In the records that follow, how many lines contain the word "pass"? Give only that figure.

═════ Data shown

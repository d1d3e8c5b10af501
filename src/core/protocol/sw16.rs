//! HLK-SW16 frame layout
//!
//! Request (20 bytes):
//!
//! ```text
//! AA | cmd[17] (opcode, zero padded) | 0B | DD
//! ```
//!
//! Status response body (19 bytes, delimiter stripped):
//!
//! ```text
//! CC | payload[17] | sum8(payload)
//! ```

use super::checksum::verify_sum8;
use super::codec::FrameCodec;
use super::framing::FRAME_DELIMITER;
use bytes::{BufMut, Bytes, BytesMut};

/// Request frame header
pub const REQUEST_HEADER: u8 = 0xAA;

/// Response frame header
pub const RESPONSE_HEADER: u8 = 0xCC;

/// Fixed verify byte preceding the request delimiter
pub const REQUEST_VERIFY: u8 = 0x0B;

/// Command field width in request frames
pub const COMMAND_LEN: usize = 17;

/// Length of a response body without the delimiter
pub const RESPONSE_BODY_LEN: usize = 19;

/// Codec for the HLK-SW16 16-channel relay board
#[derive(Debug, Clone, Copy, Default)]
pub struct Sw16Codec;

impl Sw16Codec {
    /// Create a new codec
    pub fn new() -> Self {
        Self
    }

    /// Build a request frame for an arbitrary command field
    ///
    /// Commands longer than [`COMMAND_LEN`] are truncated.
    pub fn format_packet(command: &[u8]) -> Bytes {
        let mut frame = BytesMut::with_capacity(COMMAND_LEN + 3);
        frame.put_u8(REQUEST_HEADER);

        let len = command.len().min(COMMAND_LEN);
        frame.put_slice(&command[..len]);
        frame.put_bytes(0x00, COMMAND_LEN - len);

        frame.put_u8(REQUEST_VERIFY);
        frame.put_u8(FRAME_DELIMITER);
        frame.freeze()
    }
}

impl FrameCodec for Sw16Codec {
    fn encode(&self, opcode: u8) -> Bytes {
        Self::format_packet(&[opcode])
    }

    fn is_valid(&self, frame_body: &[u8]) -> bool {
        if frame_body.len() != RESPONSE_BODY_LEN || frame_body[0] != RESPONSE_HEADER {
            return false;
        }
        let (payload, checksum) = frame_body[1..].split_at(RESPONSE_BODY_LEN - 2);
        verify_sum8(payload, checksum[0])
    }
}
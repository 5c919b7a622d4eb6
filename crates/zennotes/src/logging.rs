//! Tracing setup for the `zennotes` binary.
//!
//! Log lines go to stderr so stdout stays clean for command output such as
//! `export --stdout`. They carry note ids and counts, never titles or bodies.

use tracing_subscriber::{fmt, prelude::*, EnvFilter};

/// How chatty the binary is, picked with `-q`, `-v` and `-vv`.
#[derive(Debug, Clone, Copy, PartialEq, Eq, Default)]
pub enum Verbosity {
    /// Errors only.
    Quiet,
    /// Informational messages such as load and import counts.
    #[default]
    Normal,
    /// Every store mutation and persistence write.
    Verbose,
    /// Everything, including search filtering.
    Trace,
}

impl Verbosity {
    /// Filter directive applied when `RUST_LOG` is not set.
    #[must_use]
    pub fn directive(self) -> &'static str {
        match self {
            Self::Quiet => "zennotes=error",
            Self::Normal => "zennotes=info",
            Self::Verbose => "zennotes=debug",
            Self::Trace => "zennotes=trace",
        }
    }
}

/// Install the global subscriber.
///
/// `RUST_LOG`, when set, replaces the directive derived from `verbosity`.
/// Calling this again after a subscriber is installed does nothing.
///
/// ```no_run
/// use zennotes::{init_logging, logging::Verbosity};
///
/// init_logging(Verbosity::Verbose);
/// ```
pub fn init_logging(verbosity: Verbosity) {
    let filter = EnvFilter::try_from_default_env()
        .unwrap_or_else(|_| EnvFilter::new(verbosity.directive()));

    let _ = tracing_subscriber::registry()
        .with(filter)
        .with(fmt::layer().with_writer(std::io::stderr))
        .try_init();
}

/// Route warnings from library code through the test harness writer.
#[cfg(test)]
pub fn init_test_logging() {
    let _ = tracing_subscriber::fmt()
        .with_env_filter("warn")
        .with_test_writer()
        .try_init();
}

#[cfg(test)]
mod tests {
    use super::*;

    #[test]
    fn test_directive_per_verbosity() {
        assert_eq!(Verbosity::Quiet.directive(), "zennotes=error");
        assert_eq!(Verbosity::Normal.directive(), "zennotes=info");
        assert_eq!(Verbosity::Verbose.directive(), "zennotes=debug");
        assert_eq!(Verbosity::Trace.directive(), "zennotes=trace");
    }

    #[test]
    fn test_directives_parse() {
        for verbosity in [
            Verbosity::Quiet,
            Verbosity::Normal,
            Verbosity::Verbose,
            Verbosity::Trace,
        ] {
            assert!(EnvFilter::try_new(verbosity.directive()).is_ok());
        }
    }

    #[test]
    fn test_default_is_normal() {
        assert_eq!(Verbosity::default(), Verbosity::Normal);
    }

    #[test]
    fn test_repeated_init_is_harmless() {
        init_test_logging();
        init_logging(Verbosity::Trace);
        init_logging(Verbosity::Quiet);
    }
}
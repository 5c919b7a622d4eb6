//! Durable key-value storage for zennotes.
//!
//! The application keeps its whole state under a handful of string keys,
//! the way a browser keeps it in `localStorage`. [`KeyValueStore`] is the
//! seam the persistence layer writes through; [`Storage`] is the
//! `SQLite`-backed implementation used by the binary and [`MemoryStore`]
//! the in-process one used by tests.

mod memory;
pub mod migrations;
pub mod schema;

use std::path::{Path, PathBuf};

use rusqlite::{params, Connection, OptionalExtension};
use tracing::{debug, info};

use crate::error::{Error, Result};

pub use memory::MemoryStore;

/// A string-keyed store of string values.
///
/// Every method takes `&self`; implementations are used from a single
/// thread and are not required to be `Sync`.
pub trait KeyValueStore {
    /// Read the value stored under `key`, or `None` if the key is absent.
    ///
    /// # Errors
    ///
    /// Returns an error if the backend cannot be read.
    fn get(&self, key: &str) -> Result<Option<String>>;

    /// Store `value` under `key`, replacing any previous value.
    ///
    /// # Errors
    ///
    /// Returns an error if the backend rejects the write.
    fn set(&self, key: &str, value: &str) -> Result<()>;

    /// Remove `key`. Returns `true` if a value was removed.
    ///
    /// # Errors
    ///
    /// Returns an error if the backend cannot be written.
    fn remove(&self, key: &str) -> Result<bool>;
}

impl<T: KeyValueStore + ?Sized> KeyValueStore for &T {
    fn get(&self, key: &str) -> Result<Option<String>> {
        (**self).get(key)
    }

    fn set(&self, key: &str, value: &str) -> Result<()> {
        (**self).set(key, value)
    }

    fn remove(&self, key: &str) -> Result<bool> {
        (**self).remove(key)
    }
}

/// `SQLite`-backed key-value store.
#[derive(Debug)]
pub struct Storage {
    /// Path to the database file.
    path: PathBuf,
    /// Database connection.
    conn: Connection,
}

impl Storage {
    /// Open or create a storage database at the given path.
    ///
    /// Creates the parent directories and database file if they don't exist.
    /// Initializes the schema if this is a new database.
    ///
    /// # Errors
    ///
    /// Returns an error if the database cannot be opened or schema initialization fails.
    pub fn open(path: impl AsRef<Path>) -> Result<Self> {
        let path = path.as_ref().to_path_buf();

        if let Some(parent) = path.parent() {
            if !parent.as_os_str().is_empty() && !parent.exists() {
                std::fs::create_dir_all(parent).map_err(|source| Error::DirectoryCreate {
                    path: parent.to_path_buf(),
                    source,
                })?;
            }
        }

        debug!("Opening database at {}", path.display());
        let conn = Connection::open(&path).map_err(|source| Error::DatabaseOpen {
            path: path.clone(),
            source,
        })?;

        conn.execute_batch("PRAGMA journal_mode=WAL; PRAGMA synchronous=NORMAL;")?;

        migrations::initialize_schema(&conn)?;

        info!("Database opened successfully at {}", path.display());
        Ok(Self { path, conn })
    }

    /// Create an in-memory storage instance for testing.
    ///
    /// # Errors
    ///
    /// Returns an error if the in-memory database cannot be created.
    pub fn open_in_memory() -> Result<Self> {
        let conn = Connection::open_in_memory().map_err(|source| Error::DatabaseOpen {
            path: PathBuf::from(":memory:"),
            source,
        })?;

        migrations::initialize_schema(&conn)?;

        Ok(Self {
            path: PathBuf::from(":memory:"),
            conn,
        })
    }

    /// Get the path to the database file.
    #[must_use]
    pub fn path(&self) -> &Path {
        &self.path
    }

    /// List all stored keys in lexical order.
    ///
    /// # Errors
    ///
    /// Returns an error if the database operation fails.
    pub fn keys(&self) -> Result<Vec<String>> {
        let mut stmt = self
            .conn
            .prepare("SELECT key FROM local_storage ORDER BY key ASC")?;
        let keys = stmt
            .query_map([], |row| row.get(0))?
            .collect::<std::result::Result<Vec<String>, _>>()?;
        Ok(keys)
    }

    /// Get database statistics.
    ///
    /// # Errors
    ///
    /// Returns an error if the database operation fails.
    pub fn stats(&self) -> Result<StorageStats> {
        let (key_count, value_bytes): (i64, i64) = self.conn.query_row(
            "SELECT COUNT(*), COALESCE(SUM(LENGTH(CAST(value AS BLOB))), 0) FROM local_storage",
            [],
            |row| Ok((row.get(0)?, row.get(1)?)),
        )?;

        let db_size_bytes = if self.path.to_string_lossy() == ":memory:" {
            0
        } else {
            std::fs::metadata(&self.path).map(|m| m.len()).unwrap_or(0)
        };

        Ok(StorageStats {
            key_count: u64::try_from(key_count).unwrap_or(0),
            value_bytes: u64::try_from(value_bytes).unwrap_or(0),
            db_size_bytes,
        })
    }
}

impl KeyValueStore for Storage {
    fn get(&self, key: &str) -> Result<Option<String>> {
        let value = self
            .conn
            .query_row(
                "SELECT value FROM local_storage WHERE key = ?1",
                [key],
                |row| row.get(0),
            )
            .optional()?;
        Ok(value)
    }

    fn set(&self, key: &str, value: &str) -> Result<()> {
        self.conn.execute(
            r"
            INSERT INTO local_storage (key, value, updated_at)
            VALUES (?1, ?2, datetime('now'))
            ON CONFLICT(key) DO UPDATE SET value = excluded.value, updated_at = excluded.updated_at
            ",
            params![key, value],
        )?;
        debug!("Wrote {} bytes under key {}", value.len(), key);
        Ok(())
    }

    fn remove(&self, key: &str) -> Result<bool> {
        let affected = self
            .conn
            .execute("DELETE FROM local_storage WHERE key = ?1", [key])?;
        Ok(affected > 0)
    }
}

/// Statistics about the storage.
#[derive(Debug, Clone, PartialEq, Eq)]
pub struct StorageStats {
    /// Number of keys stored.
    pub key_count: u64,
    /// Total size of all stored values in bytes.
    pub value_bytes: u64,
    /// Size of the database file in bytes.
    pub db_size_bytes: u64,
}
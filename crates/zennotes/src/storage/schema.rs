//! `SQLite` schema definitions for zennotes.
//!
//! This module contains the SQL statements for creating and managing
//! the database schema.

/// SQL statement to create the key-value table holding application state.
pub const CREATE_LOCAL_STORAGE_TABLE: &str = r"
CREATE TABLE IF NOT EXISTS local_storage (
    key TEXT PRIMARY KEY,
    value TEXT NOT NULL,
    updated_at TEXT NOT NULL DEFAULT (datetime('now'))
)
";

/// SQL statement to create the metadata table for storing key-value pairs.
pub const CREATE_METADATA_TABLE: &str = r"
CREATE TABLE IF NOT EXISTS metadata (
    key TEXT PRIMARY KEY,
    value TEXT NOT NULL
)
";

/// All schema creation statements in order.
pub const SCHEMA_STATEMENTS: &[&str] = &[CREATE_LOCAL_STORAGE_TABLE, CREATE_METADATA_TABLE];
//! End-to-end flows against an on-disk database.

use tempfile::TempDir;
use zennotes::{Error, NoteId, NoteStore, Persistence, Storage};

fn open_store(dir: &TempDir) -> NoteStore<Storage> {
    let storage = Storage::open(dir.path().join("notes.db")).unwrap();
    NoteStore::open(Persistence::new(storage))
}

#[test]
fn test_notes_survive_reopen() {
    let dir = TempDir::new().unwrap();

    let (first, second) = {
        let mut store = open_store(&dir);
        let first = store.create("Groceries", "milk, eggs");
        let second = store.create("Ideas", "write a CLI");
        assert!(store.is_durable());
        (first, second)
    };

    let store = open_store(&dir);
    assert_eq!(store.len(), 2);
    assert_eq!(store.list()[0], second);
    assert_eq!(store.list()[1], first);
}

#[test]
fn test_update_and_delete_survive_reopen() {
    let dir = TempDir::new().unwrap();

    let kept = {
        let mut store = open_store(&dir);
        let doomed = store.create("Old", "remove me");
        let kept = store.create("Draft", "first pass");
        store.update(&kept.id, "Final", "second pass").unwrap();
        assert!(store.delete(&doomed.id));
        kept
    };

    let store = open_store(&dir);
    assert_eq!(store.len(), 1);
    let note = store.get(&kept.id).unwrap();
    assert_eq!(note.title, "Final");
    assert_eq!(note.content, "second pass");
    assert_eq!(note.created_at, kept.created_at);
    assert!(note.updated_at >= kept.updated_at);
}

#[test]
fn test_update_unknown_id_is_not_found() {
    let dir = TempDir::new().unwrap();
    let mut store = open_store(&dir);
    store.create("Only", "note");

    let err = store
        .update(&NoteId::from("missing"), "t", "c")
        .unwrap_err();
    assert!(matches!(err, Error::NoteNotFound { .. }));
    assert_eq!(store.len(), 1);
}

#[test]
fn test_search_is_case_insensitive() {
    let dir = TempDir::new().unwrap();
    let mut store = open_store(&dir);
    store.create("Groceries", "Buy MILK");
    store.create("Work", "standup notes");

    let hits = store.search("milk");
    assert_eq!(hits.len(), 1);
    assert_eq!(hits[0].title, "Groceries");
    assert_eq!(store.search("").len(), 2);
}

#[test]
fn test_export_then_import_into_fresh_database() {
    let source_dir = TempDir::new().unwrap();
    let exported = {
        let mut store = open_store(&source_dir);
        store.create("One", "first");
        store.create("Two", "second");
        store.export().unwrap()
    };

    let target_dir = TempDir::new().unwrap();
    {
        let mut store = open_store(&target_dir);
        store.create("Local", "already here");
        let report = store.import(&exported).unwrap();
        assert_eq!(report.imported, 2);
        assert_eq!(report.total, 3);
    }

    let store = open_store(&target_dir);
    let titles: Vec<&str> = store.list().iter().map(|n| n.title.as_str()).collect();
    assert_eq!(titles, ["Two", "One", "Local"]);
}

#[test]
fn test_failed_import_leaves_database_unchanged() {
    let dir = TempDir::new().unwrap();
    {
        let mut store = open_store(&dir);
        store.create("Keep", "me");
        assert!(store.import("{\"not\": \"an array\"}").is_err());
        assert!(store.import("not json").is_err());
        assert!(store.import("[{\"foo\": 1}]").is_err());
    }

    let store = open_store(&dir);
    assert_eq!(store.len(), 1);
    assert_eq!(store.list()[0].title, "Keep");
}

#[test]
fn test_custom_storage_key_is_isolated() {
    let dir = TempDir::new().unwrap();
    let path = dir.path().join("notes.db");

    {
        let storage = Storage::open(&path).unwrap();
        let mut store = NoteStore::open(Persistence::with_key(storage, "work"));
        store.create("Work", "only under the work key");
    }

    let storage = Storage::open(&path).unwrap();
    let store = NoteStore::open(Persistence::new(storage));
    assert!(store.is_empty());
}
//! JSON import and export of the note collection.
//!
//! Export writes the full collection as a pretty-printed array of notes.
//! Import reads such an array (or any array of objects carrying `title` and
//! `content`) and turns every usable entry into a fresh note. Imported ids
//! are always replaced, so an import can never collide with or overwrite an
//! existing note.

use chrono::NaiveDate;
use serde_json::{Map, Value};
use tracing::{debug, warn};

use crate::error::{Error, Result};
use crate::note::{Note, NoteId};

/// Serialize `notes` as a pretty-printed JSON array.
///
/// # Errors
///
/// Returns an error if serialization fails.
pub fn export_json(notes: &[Note]) -> Result<String> {
    Ok(serde_json::to_string_pretty(notes)?)
}

/// File name for a backup taken on `date`, e.g. `zennotes-backup-2024-05-01.json`.
#[must_use]
pub fn export_file_name(prefix: &str, date: NaiveDate) -> String {
    format!("{prefix}-backup-{}.json", date.format("%Y-%m-%d"))
}

/// Parse an import document into new notes stamped relative to `now`.
///
/// The returned notes are in document order and every one carries a freshly
/// generated id.
///
/// # Errors
///
/// - [`Error::ImportParse`] if `text` is not JSON.
/// - [`Error::ImportFormat`] if the JSON is not an array.
/// - [`Error::NoValidEntries`] if no element has both `title` and `content`.
pub fn parse_import(text: &str, now: i64) -> Result<Vec<Note>> {
    let value: Value = serde_json::from_str(text).map_err(Error::ImportParse)?;
    let Value::Array(entries) = value else {
        return Err(Error::ImportFormat);
    };

    let total = entries.len();
    let notes: Vec<Note> = entries
        .iter()
        .filter_map(|entry| note_from_entry(entry, now))
        .collect();

    if notes.is_empty() {
        warn!("Import contained {} entries but none were valid notes", total);
        return Err(Error::NoValidEntries);
    }

    debug!("Import accepted {} of {} entries", notes.len(), total);
    Ok(notes)
}

fn note_from_entry(entry: &Value, now: i64) -> Option<Note> {
    let object = entry.as_object()?;
    let title = text_field(object, "title")?;
    let content = text_field(object, "content")?;

    let created_at = timestamp_field(object, "createdAt").unwrap_or(now);
    let updated_at = timestamp_field(object, "updatedAt")
        .unwrap_or(now)
        .max(created_at);

    Some(Note {
        id: NoteId::generate(),
        title,
        content,
        created_at,
        updated_at,
        color: None,
    })
}

/// A present string is taken verbatim and `null` reads as empty; a missing
/// key or any other type rejects the entry.
fn text_field(object: &Map<String, Value>, key: &str) -> Option<String> {
    match object.get(key)? {
        Value::String(s) => Some(s.clone()),
        Value::Null => Some(String::new()),
        _ => None,
    }
}

/// Only positive whole numbers count as timestamps; `1700000000000.0` reads
/// the same as `1700000000000`.
fn timestamp_field(object: &Map<String, Value>, key: &str) -> Option<i64> {
    let value = object.get(key)?;
    let millis = value
        .as_i64()
        .or_else(|| value.as_f64().and_then(whole_millis))?;
    (millis > 0).then_some(millis)
}

/// Largest float that still holds every integer exactly (2^53).
const MAX_EXACT_FLOAT: f64 = 9_007_199_254_740_992.0;

#[allow(clippy::cast_possible_truncation)]
fn whole_millis(n: f64) -> Option<i64> {
    (n.fract() == 0.0 && n.abs() <= MAX_EXACT_FLOAT).then(|| n as i64)
}
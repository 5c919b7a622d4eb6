//! Search filtering for the note list.
//!
//! Matching is a case-insensitive substring test against the title or the
//! content. The query is taken literally: whitespace is neither trimmed nor
//! used to split terms.

use tracing::trace;

use crate::note::Note;

/// Return the notes matching `query`, in their original order.
///
/// An empty query returns every note.
#[must_use]
pub fn filter<'a>(notes: &'a [Note], query: &str) -> Vec<&'a Note> {
    if query.is_empty() {
        return notes.iter().collect();
    }

    let needle = query.to_lowercase();
    let matched: Vec<&Note> = notes
        .iter()
        .filter(|note| note.matches_lowercase(&needle))
        .collect();

    trace!(
        "Search matched {} of {} notes",
        matched.len(),
        notes.len()
    );
    matched
}

#[cfg(test)]
mod tests {
    use super::*;

    fn sample() -> Vec<Note> {
        vec![
            Note::with_timestamp("Groceries", "milk, eggs", 3),
            Note::with_timestamp("Ideas", "Write a Rust CLI", 2),
            Note::with_timestamp("", "call mom", 1),
        ]
    }

    #[test]
    fn test_empty_query_returns_all_in_order() {
        let notes = sample();
        let result = filter(&notes, "");

        assert_eq!(result.len(), 3);
        for (found, original) in result.iter().zip(notes.iter()) {
            assert_eq!(found.id, original.id);
        }
    }

    #[test]
    fn test_matches_title_case_insensitively() {
        let notes = sample();
        let result = filter(&notes, "GROCER");

        assert_eq!(result.len(), 1);
        assert_eq!(result[0].title, "Groceries");
    }

    #[test]
    fn test_matches_content() {
        let notes = sample();
        let result = filter(&notes, "rust");

        assert_eq!(result.len(), 1);
        assert_eq!(result[0].title, "Ideas");
    }

    #[test]
    fn test_whitespace_is_literal() {
        let notes = sample();

        assert_eq!(filter(&notes, "call mom").len(), 1);
        assert_eq!(filter(&notes, " call").len(), 0);
        assert_eq!(filter(&notes, " ").len(), 3);
    }

    #[test]
    fn test_no_match() {
        let notes = sample();
        assert!(filter(&notes, "zebra").is_empty());
    }

    #[test]
    fn test_result_preserves_order() {
        let notes = vec![
            Note::with_timestamp("b note", "", 2),
            Note::with_timestamp("other", "", 1),
            Note::with_timestamp("a note", "", 0),
        ];
        let titles: Vec<&str> = filter(&notes, "note")
            .iter()
            .map(|n| n.title.as_str())
            .collect();
        assert_eq!(titles, vec!["b note", "a note"]);
    }

    #[test]
    fn test_unicode_case_folding() {
        let notes = vec![Note::with_timestamp("ÜBER", "Straße", 0)];
        assert_eq!(filter(&notes, "über").len(), 1);
        assert_eq!(filter(&notes, "STRASSE").len(), 0);
        assert_eq!(filter(&notes, "straße").len(), 1);
    }
}
//! Core note types for zennotes.
//!
//! A [`Note`] is the only record the application stores. Its JSON shape
//! (camelCase fields, epoch-millisecond timestamps) is shared by the
//! persisted collection and by export files.

use chrono::Utc;
use serde::{Deserialize, Serialize};
use uuid::Uuid;

/// Opaque note identifier.
///
/// Fresh ids are random v4 UUIDs, but ids read back from storage are kept
/// as whatever string was stored.
#[derive(Debug, Clone, PartialEq, Eq, Hash, PartialOrd, Ord, Serialize, Deserialize)]
#[serde(transparent)]
pub struct NoteId(String);

impl NoteId {
    /// Generate a fresh, random identifier.
    #[must_use]
    pub fn generate() -> Self {
        Self(Uuid::new_v4().to_string())
    }

    /// Borrow the identifier as a string slice.
    #[must_use]
    pub fn as_str(&self) -> &str {
        &self.0
    }
}

impl std::fmt::Display for NoteId {
    fn fmt(&self, f: &mut std::fmt::Formatter<'_>) -> std::fmt::Result {
        f.write_str(&self.0)
    }
}

impl From<&str> for NoteId {
    fn from(value: &str) -> Self {
        Self(value.to_string())
    }
}

impl From<String> for NoteId {
    fn from(value: String) -> Self {
        Self(value)
    }
}

/// Current wall-clock time in milliseconds since the Unix epoch.
#[must_use]
pub fn now_millis() -> i64 {
    Utc::now().timestamp_millis()
}

/// A single user-authored note.
#[derive(Debug, Clone, PartialEq, Eq, Serialize, Deserialize)]
#[serde(rename_all = "camelCase")]
pub struct Note {
    /// Unique identifier, immutable after creation.
    pub id: NoteId,

    /// Note title; may be empty.
    pub title: String,

    /// Note body; may be empty.
    pub content: String,

    /// Creation time in epoch milliseconds.
    pub created_at: i64,

    /// Last modification time in epoch milliseconds.
    pub updated_at: i64,

    /// Optional display tag.
    #[serde(default, skip_serializing_if = "Option::is_none")]
    pub color: Option<String>,
}

impl Note {
    /// Create a new note with a fresh id, stamped with the current time.
    #[must_use]
    pub fn new(title: impl Into<String>, content: impl Into<String>) -> Self {
        Self::with_timestamp(title, content, now_millis())
    }

    /// Create a new note with a fresh id and both timestamps set to `at`.
    #[must_use]
    pub fn with_timestamp(title: impl Into<String>, content: impl Into<String>, at: i64) -> Self {
        Self {
            id: NoteId::generate(),
            title: title.into(),
            content: content.into(),
            created_at: at,
            updated_at: at,
            color: None,
        }
    }

    /// Replace title and content and advance `updated_at` to `at`.
    ///
    /// `updated_at` never moves backwards, even if `at` is earlier than the
    /// previous modification time.
    pub fn revise(&mut self, title: impl Into<String>, content: impl Into<String>, at: i64) {
        self.title = title.into();
        self.content = content.into();
        self.updated_at = at.max(self.updated_at);
    }

    /// Check whether both title and content are blank.
    ///
    /// The command line refuses to save such a note.
    #[must_use]
    pub fn is_blank(&self) -> bool {
        is_blank_draft(&self.title, &self.content)
    }

    /// Check whether `query` (already lowercased) occurs in the title or content.
    #[must_use]
    pub fn matches_lowercase(&self, query: &str) -> bool {
        self.title.to_lowercase().contains(query) || self.content.to_lowercase().contains(query)
    }
}

/// Check whether a title/content pair is blank after trimming whitespace.
#[must_use]
pub fn is_blank_draft(title: &str, content: &str) -> bool {
    title.trim().is_empty() && content.trim().is_empty()
}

══════════

=== Response area ===
3